RECORDS PROVIDED Block Start

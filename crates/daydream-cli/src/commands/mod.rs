pub mod chat;
pub mod config;
pub mod history;
pub mod identity;

use anyhow::{Context as _, Result};
use daydream_application::SessionFactory;
use daydream_core::ClientConfig;
use daydream_infrastructure::{ConfigService, DaydreamPaths, Identity, IdentityService};

/// Shared state for every subcommand.
///
/// Configuration and identity are resolved lazily so that `config init` and
/// `login` still work when the existing config file is broken.
pub struct Context {
    config_service: ConfigService,
    identities: IdentityService,
    user_override: Option<String>,
    api_url_override: Option<String>,
}

impl Context {
    pub fn new(user_override: Option<String>, api_url_override: Option<String>) -> Result<Self> {
        let paths =
            DaydreamPaths::from_platform().context("Could not locate a configuration directory")?;

        Ok(Self {
            config_service: ConfigService::new(paths.clone()),
            identities: IdentityService::new(paths),
            user_override,
            api_url_override,
        })
    }

    pub fn paths(&self) -> &DaydreamPaths {
        self.config_service.paths()
    }

    pub fn config_service(&self) -> &ConfigService {
        &self.config_service
    }

    pub fn identities(&self) -> &IdentityService {
        &self.identities
    }

    /// File and environment configuration with command-line overrides applied.
    pub fn config(&self) -> Result<ClientConfig> {
        let mut config = self.config_service.get_config().with_context(|| {
            format!(
                "Failed to load {}",
                self.paths().config_file().display()
            )
        })?;
        if let Some(api_url) = &self.api_url_override {
            config.api_url = api_url.clone();
        }
        Ok(config)
    }

    pub fn identity(&self) -> Identity {
        self.identities.resolve(self.user_override.as_deref())
    }

    pub fn factory(&self, config: ClientConfig) -> Result<SessionFactory> {
        SessionFactory::new(config, self.paths().clone()).context("Failed to set up the HTTP client")
    }
}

RECORDS PROVIDED Block End

▶ [WORK REQUIRED] Repeat exactly, please, each line from the beginning of the data through the line with "use daydream_core::ClientConfig;" in it, and only those lines.

▶ [ANSWER TO THIS TASK]
filename crates/daydream-cli/src/commands/mod.rs
pub mod chat;
pub mod config;
pub mod history;
pub mod identity;

use anyhow::{Context as _, Result};
use daydream_application::SessionFactory;
use daydream_core::ClientConfig;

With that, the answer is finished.